The way he stared into her made her feel uncomfortable vulnerable, and if there was someone who could literally strip a woman with their eyes, it was him. His skin glowed a greyish white and the way the moonlight struck him made him look slightly gaunt from the severe shadow in the hollows of his cheeks. Yet he was oppressively, morbidly beautiful. Regina had visibly lost some weight while spending time here, and he could see it on her thinned-out oval face and sharpening jawline. Her collarbones were beginning to jut out a bit, and her temperature felt cooler than before. Her long eyelashes concealed her amber eyes from him inadvertently hypnotizing her, and she stared ahead to the deep dark forest. I hope my vampire blood isn’t turning her, it shouldn’t as I haven’t drunk any of hers. Yet. She’s in danger just being around me, and she’s in even more danger if I let her go.
She surrendered to his touch as he twirled his fingers through her hair and massaged her scalp. It felt like smooth ebony silk that had the opalescence of a raven’s plumage. She was his perfect, living, breathing doll he could have played with forever, but his heart ached in lament of the beautiful lie. He was always dressed so strangely for this time, a little too dapper for any occasion. Regina stared back at him again, lured by his magnetism of his aura that had the power to bring time to a halt. His cascading, sunlight-colored hair, well-kept, and voluminous, remained his distinguishing trademark, along with his wide blue almond eyes. He was stunning, unnaturally graceful, but then again, he wasn’t a human, so this was normal for him to elude such inhuman beauty.
“You look like you have something to say,” Enttu undistracted her, with such a gentle voice when he spoke to her, almost like a seductive whisper.
“I….,” she paused, reminiscing of the explicit pleasure of him spilling into her the night before. She bit her lip before she continued, to try and conceal her guilty pleasure, though her flushing cheeks gave her sordid thoughts away, “I need to an emergency contraceptive. I’m not stupid, and I know you finished inside me. I lost myself in the heat of the moment. But I’m not ready to have a child anytime soon,”
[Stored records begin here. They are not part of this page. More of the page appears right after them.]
use std::fs;
use std::path::{Path, PathBuf};

use anyhow::{Context, Result};
use serde::Serialize;

/// Write bytes atomically: write to a sibling `.tmp` file, then rename into
/// place. A crash mid-write never leaves a half-written file under the final
/// name.
pub fn atomic_write(path: &Path, bytes: &[u8]) -> Result<()> {
    if let Some(parent) = path.parent() {
        fs::create_dir_all(parent)
            .context(format!("Failed to create directory: {}", parent.display()))?;
    }

    let tmp: PathBuf = {
        let mut name = path.as_os_str().to_os_string();
        name.push(".tmp");
        PathBuf::from(name)
    };

    fs::write(&tmp, bytes).context(format!("Failed to write {}", tmp.display()))?;
    fs::rename(&tmp, path).context(format!(
        "Failed to move {} into place at {}",
        tmp.display(),
        path.display()
    ))?;

    Ok(())
}

/// Serialize a value to pretty JSON and write it atomically.
pub fn atomic_write_json<T: Serialize>(value: &T, path: &Path) -> Result<()> {
    let bytes = serde_json::to_vec_pretty(value).context("Failed to serialize value to JSON")?;
    atomic_write(path, &bytes)
}

#[cfg(test)]
mod tests {
    use super::*;
    use tempfile::TempDir;

    #[test]
    fn test_atomic_write_creates_parent_dirs() {
        let dir = TempDir::new().unwrap();
        let target = dir.path().join("nested").join("deep").join("out.json");

        atomic_write(&target, b"{}").unwrap();

        assert!(target.exists());
        assert_eq!(fs::read(&target).unwrap(), b"{}");
    }

    #[test]
    fn test_atomic_write_leaves_no_temp_file() {
        let dir = TempDir::new().unwrap();
        let target = dir.path().join("out.json");

        atomic_write(&target, b"data").unwrap();

        let names: Vec<String> = fs::read_dir(dir.path())
            .unwrap()
            .map(|e| e.unwrap().file_name().to_string_lossy().to_string())
            .collect();
        assert_eq!(names, vec!["out.json".to_string()]);
    }

    #[test]
    fn test_atomic_write_replaces_existing() {
        let dir = TempDir::new().unwrap();
        let target = dir.path().join("out.json");

        atomic_write(&target, b"old").unwrap();
        atomic_write(&target, b"new").unwrap();

        assert_eq!(fs::read(&target).unwrap(), b"new");
    }

    #[test]
    fn test_atomic_write_json_pretty_format() {
        let dir = TempDir::new().unwrap();
        let target = dir.path().join("value.json");

        atomic_write_json(&serde_json::json!({"key": "value"}), &target).unwrap();

        let content = fs::read_to_string(&target).unwrap();
        assert!(content.contains("\"key\": \"value\""));
    }
}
He blinked a few times as the words hit him slightly like a metaphorical dagger through his heart. Secretly, he had hoped that she’d forget, and go about her days, because even though it was a selfish intention, he hoped to impregnate her. She resembled his wife so much that he couldn’t help himself from seducing her and he lost all control and judgment.
“I’m, I’m, s..sorry about that,” he stammered, “You didn’t give me the impression that you seemed to mind. I just haven’t had sex in so long that I couldn’t help myself,”
“It’s not a big deal but can you let me go get my pills and can I go back to work eventually?”
He sighed in audible vexation. She was becoming irritated with him and the impression he gave off that he wanted to be in control.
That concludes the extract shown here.